(Stored dataset items)
//! Resource enumeration
//!
//! Walks every dumpable resource type the cluster serves and lists its
//! instances page by page, handing each page to an `ItemProcessor`.

use std::sync::Arc;

use async_trait::async_trait;
use serde_json::Value;

use super::DumpError;
use crate::cluster::{ClusterApi, PageRequest};
use crate::models::{GroupKind, ResourceTypeDescriptor};

/// Page size used for list requests unless configured otherwise
pub const DEFAULT_PAGE_SIZE: u32 = 250;

/// Consumer of enumerated objects
#[async_trait]
pub trait ItemProcessor: Send {
    /// Handle one page of objects of `resource`
    async fn process(
        &mut self,
        resource: &Arc<ResourceTypeDescriptor>,
        items: Vec<Value>,
    ) -> Result<(), DumpError>;
}

/// Lists the instances of every resource type in scope
pub struct ResourceEnumerator<'a> {
    cluster: &'a dyn ClusterApi,
    namespace: Option<String>,
    label_selector: Option<String>,
    ignore_group_kinds: Vec<GroupKind>,
    page_size: u32,
}

impl<'a> ResourceEnumerator<'a> {
    pub fn new(cluster: &'a dyn ClusterApi) -> Self {
        Self {
            cluster,
            namespace: None,
            label_selector: None,
            ignore_group_kinds: Vec::new(),
            page_size: DEFAULT_PAGE_SIZE,
        }
    }

    /// Restrict enumeration to one namespace; cluster-scoped types are skipped
    pub fn namespace(mut self, namespace: Option<String>) -> Self {
        self.namespace = namespace.filter(|ns| !ns.is_empty());
        self
    }

    pub fn label_selector(mut self, selector: Option<String>) -> Self {
        self.label_selector = selector.filter(|s| !s.is_empty());
        self
    }

    pub fn ignore_group_kinds(mut self, group_kinds: Vec<GroupKind>) -> Self {
        self.ignore_group_kinds = group_kinds;
        self
    }

    pub fn page_size(mut self, page_size: u32) -> Self {
        self.page_size = page_size;
        self
    }

    /// Whether instances of `resource` are enumerated at all
    pub fn in_scope(&self, resource: &ResourceTypeDescriptor) -> bool {
        if !resource.is_dumpable() {
            return false;
        }
        if !resource.namespaced && self.namespace.is_some() {
            return false;
        }
        !self.ignore_group_kinds.contains(&resource.group_kind())
    }

    /// Discover the cluster's types and enumerate the ones in scope
    pub async fn enumerate<P>(&self, processor: &mut P) -> Result<usize, DumpError>
    where
        P: ItemProcessor + ?Sized,
    {
        let types = self.cluster.discover().await?;
        self.enumerate_types(&types, processor).await
    }

    /// Enumerate instances of the in-scope entries of an already discovered catalogue
    ///
    /// Returns the number of objects handed to the processor.
    pub async fn enumerate_types<P>(
        &self,
        types: &[ResourceTypeDescriptor],
        processor: &mut P,
    ) -> Result<usize, DumpError>
    where
        P: ItemProcessor + ?Sized,
    {
        let mut total = 0;
        for resource in types.iter().filter(|t| self.in_scope(t)) {
            let resource = Arc::new(resource.clone());
            total += self.list_instances(&resource, processor).await?;
        }
        Ok(total)
    }

    /// List every instance of one type, following continue tokens until exhausted
    ///
    /// A type that is registered but has no backing storage reports "not found";
    /// that counts as zero instances.
    pub async fn list_instances<P>(
        &self,
        resource: &Arc<ResourceTypeDescriptor>,
        processor: &mut P,
    ) -> Result<usize, DumpError>
    where
        P: ItemProcessor + ?Sized,
    {
        tracing::debug!("Processing {}", resource);

        let mut request = PageRequest {
            limit: self.page_size,
            continue_token: None,
            label_selector: self.label_selector.clone(),
        };
        let mut count = 0;

        loop {
            let page = match self
                .cluster
                .list(resource, self.namespace.as_deref(), &request)
                .await
            {
                Ok(page) => page,
                Err(e) if e.is_not_found() => {
                    tracing::debug!("No storage behind {}, treating as empty", resource);
                    return Ok(count);
                }
                Err(e) => return Err(e.into()),
            };

            let next = page.next_token().map(str::to_string);
            let mut items = page.items;
            for item in &mut items {
                fill_type_meta(resource, item);
            }
            count += items.len();
            processor.process(resource, items).await?;

            match next {
                Some(token) => request.continue_token = Some(token),
                None => break,
            }
        }

        Ok(count)
    }
}

/// List responses may omit `apiVersion`/`kind` on their items
fn fill_type_meta(resource: &ResourceTypeDescriptor, item: &mut Value) {
    let Some(obj) = item.as_object_mut() else {
        return;
    };
    for (field, value) in [("apiVersion", resource.api_version()), ("kind", resource.kind.clone())] {
        let missing = obj
            .get(field)
            .and_then(Value::as_str)
            .is_none_or(str::is_empty);
        if missing {
            obj.insert(field.to_string(), Value::String(value));
        }
    }
}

### WHAT YOU SHOULD DO
Going through the entries above, tally each line that has the word "every". Answer with the number only.

### RESPONSE
3